目光平静,如同两汪深不见底的寒潭,落在了萧无情的脸上。
四目相对。
萧无情终于看清了这张脸。很年轻,甚至带着几分未脱的稚气,但那双眼睛里的平静与深邃,却仿佛经历了万古岁月。面容陌生,他确信自己从未见过。可心底那丝诡异的熟悉感,尤其是对上这双眼睛时,竟隐隐有些刺痛。不,不是面容熟悉,是某种更深层次的、说不清道不明的感觉……
他强压住翻腾的气血和心中的惊疑,挣扎着,用尽力气想要起身,抱拳行礼。这是对强者的基本尊重,更是本能地想要试探。然而伤势太重,刚一动弹,便牵动肺腑,让他再次剧烈咳嗽起来,嘴角溢出更多的鲜血,模样狼狈不堪。
“多…咳咳……多谢……前辈……救命之恩。”他声音嘶哑,断断续续,每一个字都带着血沫。
墨影看着他。看着这张曾经写满孺慕与恭敬,后来却只剩下冰冷与背叛的脸。看着他此刻的虚弱、狼狈与眼中难以掩饰的惊疑。前世的画面与今生的场景在脑海中无声交错,最终,都化为了眼底那一抹深不见底的冰冷寒芒。
悉心教导的日夜,倾囊相授的剑诀,毫无保留的信任……换来的,是淬毒的背叛,是背后那穿心的一剑,是道基崩毁时的绝望与彻骨冰寒。
师徒情分?早在那一剑刺出时,便已灰飞烟灭,余下的,只有不死不休的仇恨与必须偿还的血债。

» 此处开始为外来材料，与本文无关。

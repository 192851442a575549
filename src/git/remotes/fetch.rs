use serde::{Deserialize, Serialize};
use tracing::{error, info, warn};

use crate::git::error::Result;
use crate::git::remotes::operations::Remotes;
use crate::git::repository::factories::{Fetcher, RemoteFactory, RemotesFactory};

pub const DEFAULT_REMOTE: &str = "origin";

/// What to fetch.
#[derive(Debug, Clone, Default, PartialEq, Eq, Serialize, Deserialize)]
pub struct FetchOptions {
    /// Remote to fetch from, e.g. "origin". When unset the remote is picked
    /// from the repository's remotes.
    pub remote_name: Option<String>,

    /// Remove tracking branches for branches the remote no longer has.
    pub prune: bool,
}

impl FetchOptions {
    pub fn from_remote(name: impl Into<String>) -> Self {
        Self {
            remote_name: Some(name.into()),
            prune: false,
        }
    }

    pub fn with_prune(mut self, prune: bool) -> Self {
        self.prune = prune;
        self
    }
}

/// Update the local repository with the contents of a remote.
///
/// With an explicit remote name the remote list is never consulted.
/// Otherwise "origin" is used when the repository has it; when no remote
/// is selected this is a no-op. Failures are returned as-is, and pruning
/// only happens after a successful fetch.
pub fn fetch(
    options: &FetchOptions,
    remote_factory: &dyn RemoteFactory,
    remotes_factory: &dyn RemotesFactory,
) -> Result<()> {
    let remote_name = match options.remote_name.as_deref().filter(|name| !name.is_empty()) {
        Some(name) => Some(name.to_string()),
        None => {
            let remotes = remotes_factory.remotes().map_err(|e| {
                warn!(error = %e, "could not get remote names");
                e
            })?;
            normalize_remote_name(None, &remotes)
        }
    };

    let Some(remote_name) = remote_name else {
        info!("no remote to fetch from");
        return Ok(());
    };

    let remote = remote_factory.remote(&remote_name).map_err(|e| {
        warn!(remote = %remote_name, error = %e, "could not resolve remote");
        e
    })?;

    if let Err(e) = remote.fetch() {
        error!(remote = %remote_name, "could not fetch");
        return Err(e);
    }
    info!(remote = %remote_name, "fetched");

    if options.prune {
        info!(remote = %remote.name(), "pruning");
        remote.prune()?;
    }

    Ok(())
}

/// Pick the remote to use when none was named.
///
/// An explicit, non-empty name always wins. Otherwise "origin" is chosen if
/// present; any other remote set yields `None`.
// TODO: choose a default among non-"origin" remotes (sole remote, or the
// current branch's upstream remote) once the selection rule is agreed.
pub fn normalize_remote_name(name: Option<&str>, remotes: &Remotes) -> Option<String> {
    match name.filter(|name| !name.is_empty()) {
        Some(name) => Some(name.to_string()),
        None if remotes.contains_name(DEFAULT_REMOTE) => {
            info!("defaulting remote name to \"{DEFAULT_REMOTE}\"");
            Some(DEFAULT_REMOTE.to_string())
        }
        None => None,
    }
}

/// The default [`Fetcher`]: runs [`fetch`] against the repository's remotes.
#[derive(Debug, Default, Clone, Copy)]
pub struct ProtocolFetcher;

impl Fetcher for ProtocolFetcher {
    fn fetch(
        &self,
        options: &FetchOptions,
        remote_factory: &dyn RemoteFactory,
        remotes_factory: &dyn RemotesFactory,
    ) -> Result<()> {
        fetch(options, remote_factory, remotes_factory)
    }
}
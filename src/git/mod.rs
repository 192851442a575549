//! Git operations module
//!
//! Every libgit2 call goes through [`Engine`]. The rest is split by topic:
//!
//! - `repository`: the [`Repository`] handle, its factories and value types
//! - `index`: staging and tree snapshots
//! - `commits`: the commit-creation protocol
//! - `remotes`: remotes, fetch and prune
//! - `branches`: local branches and checkout

pub mod branches;
pub mod commits;
pub mod engine;
pub mod error;
pub mod index;
pub mod remotes;
pub mod repository;

pub use branches::{Branch, CheckoutOptions};
pub use commits::{Commit, CommitInfo, NewCommit};
pub use engine::Engine;
pub use error::{Error, ErrorKind, Result};
pub use index::{add_paths, Index, Tree};
pub use remotes::{FetchOptions, Remote, Remotes};
pub use repository::{
    Committer, Fetcher, Oid, ReadRepository, RemoteFactory, RemotesFactory, Repository,
    RepositoryBuilder, Signature, TreeFactory, WorkingRepository,
};
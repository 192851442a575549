use clap::{ArgAction, Parser, Subcommand};

#[derive(Parser)]
#[command(name = "gp")]
#[command(about = "Branch lifecycle automation for git repositories", version)]
pub struct Cli {
    #[command(subcommand)]
    pub command: Commands,

    /// Print results as JSON
    #[arg(long, global = true)]
    pub json: bool,

    /// Increase log output (-v info, -vv debug)
    #[arg(short, long, action = ArgAction::Count, global = true)]
    pub verbose: u8,
}

#[derive(Subcommand)]
pub enum Commands {
    /// Fetch the latest changes from a remote
    Fetch {
        /// Remote to fetch from (defaults to gitProcess.remoteName, then "origin")
        #[arg(long)]
        remote: Option<String>,
        /// Remove tracking branches the remote no longer has
        #[arg(long)]
        prune: bool,
    },
    /// Switch to a branch, picking one interactively when none is given
    Checkout {
        branch: Option<String>,
    },
    /// Stage paths and commit them on top of HEAD
    Commit {
        /// Commit message
        #[arg(short, long)]
        message: String,
        /// Paths to stage, relative to the repository root
        paths: Vec<String>,
    },
    /// Create a feature branch from the integration branch and switch to it
    #[command(name = "new-fb")]
    NewFb {
        name: String,
        /// Do not fetch; branch off the local integration branch
        #[arg(long)]
        local: bool,
        /// Branch to start from (defaults to gitProcess.integrationBranch)
        #[arg(long)]
        integration_branch: Option<String>,
        /// Remote to fetch from
        #[arg(long)]
        remote: Option<String>,
    },
}
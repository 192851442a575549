use std::path::PathBuf;

use thiserror::Error;

pub type Result<T> = std::result::Result<T, Error>;

/// Errors raised by repository operations.
///
/// Engine failures are carried unmodified in [`Error::Git`]; every other
/// variant is produced by this crate before or instead of an engine call.
#[derive(Debug, Error)]
pub enum Error {
    /// The string is not a canonical object id.
    #[error("invalid object id: \"{oid}\"")]
    InvalidOid { oid: String },

    /// A commit was requested without a tree.
    #[error("cannot create a commit: tree is missing")]
    MissingTree,

    /// No identity is configured for default signatures.
    #[error("could not find a configuration value for \"{key}\"")]
    MissingIdentity { key: String },

    #[error("branch not found: {name}")]
    BranchNotFound { name: String },

    #[error("branch already exists: {name}")]
    BranchExists { name: String },

    #[error("remote not found: {name}")]
    RemoteNotFound { name: String },

    #[error("ref not found: {name}")]
    RefNotFound { name: String },

    /// Checkout would overwrite local modifications.
    #[error("checkout conflict: {message}")]
    Conflict { message: String },

    #[error("cannot open git repository at \"{path}\": {source}")]
    NotARepo {
        path: PathBuf,
        #[source]
        source: git2::Error,
    },

    #[error(transparent)]
    Git(#[from] git2::Error),
}

/// Broad failure category, used by callers to decide whether to retry,
/// abort or ask the user.
#[derive(Debug, Clone, Copy, PartialEq, Eq)]
pub enum ErrorKind {
    /// Bad input that no retry will fix.
    Validation,
    /// Environment misconfiguration, e.g. no `user.email`.
    Configuration,
    NotFound,
    /// The repository's state clashes with the request, e.g. an existing
    /// branch or local modifications.
    Conflict,
    /// I/O, network or object database failure reported by the engine.
    Engine,
}

impl Error {
    pub fn kind(&self) -> ErrorKind {
        match self {
            Error::InvalidOid { .. } | Error::MissingTree => ErrorKind::Validation,
            Error::MissingIdentity { .. } => ErrorKind::Configuration,
            Error::BranchNotFound { .. }
            | Error::RemoteNotFound { .. }
            | Error::RefNotFound { .. } => ErrorKind::NotFound,
            Error::Conflict { .. } | Error::BranchExists { .. } => ErrorKind::Conflict,
            Error::NotARepo { .. } => ErrorKind::Engine,
            Error::Git(_) => ErrorKind::Engine,
        }
    }

    /// True for errors that indicate misuse or misconfiguration rather than
    /// transient state.
    pub fn is_fatal(&self) -> bool {
        matches!(
            self.kind(),
            ErrorKind::Validation | ErrorKind::Configuration
        )
    }
}
//! The repository handle and the value types it hands out
//!
//! - `core`: [`Repository`], its builder and the read/write traits
//! - `factories`: injectable collaborators (remotes, trees, commits, fetch)
//! - `oid`, `signature`: engine-independent value types

pub mod core;
pub mod factories;
pub mod oid;
pub mod signature;

pub use self::core::{ReadRepository, Repository, RepositoryBuilder, WorkingRepository};
pub use factories::{Committer, Fetcher, RemoteFactory, RemotesFactory, TreeFactory};
pub use oid::Oid;
pub use signature::Signature;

她缓缓开口,声音不大,在这死寂的战场上却清晰无比,如同冰珠落玉盘,平淡,却带着一丝浸透骨髓的寒意,精准地刺入萧无情的耳中,也刺入他此刻因震撼与疑惑而略显混乱的心神:
“你的剑,”
她顿了顿,目光扫过不远处那柄灵光黯淡的赤霄剑,语气淡漠得听不出任何情绪,却让萧无情的心脏莫名一紧,
“慢了。”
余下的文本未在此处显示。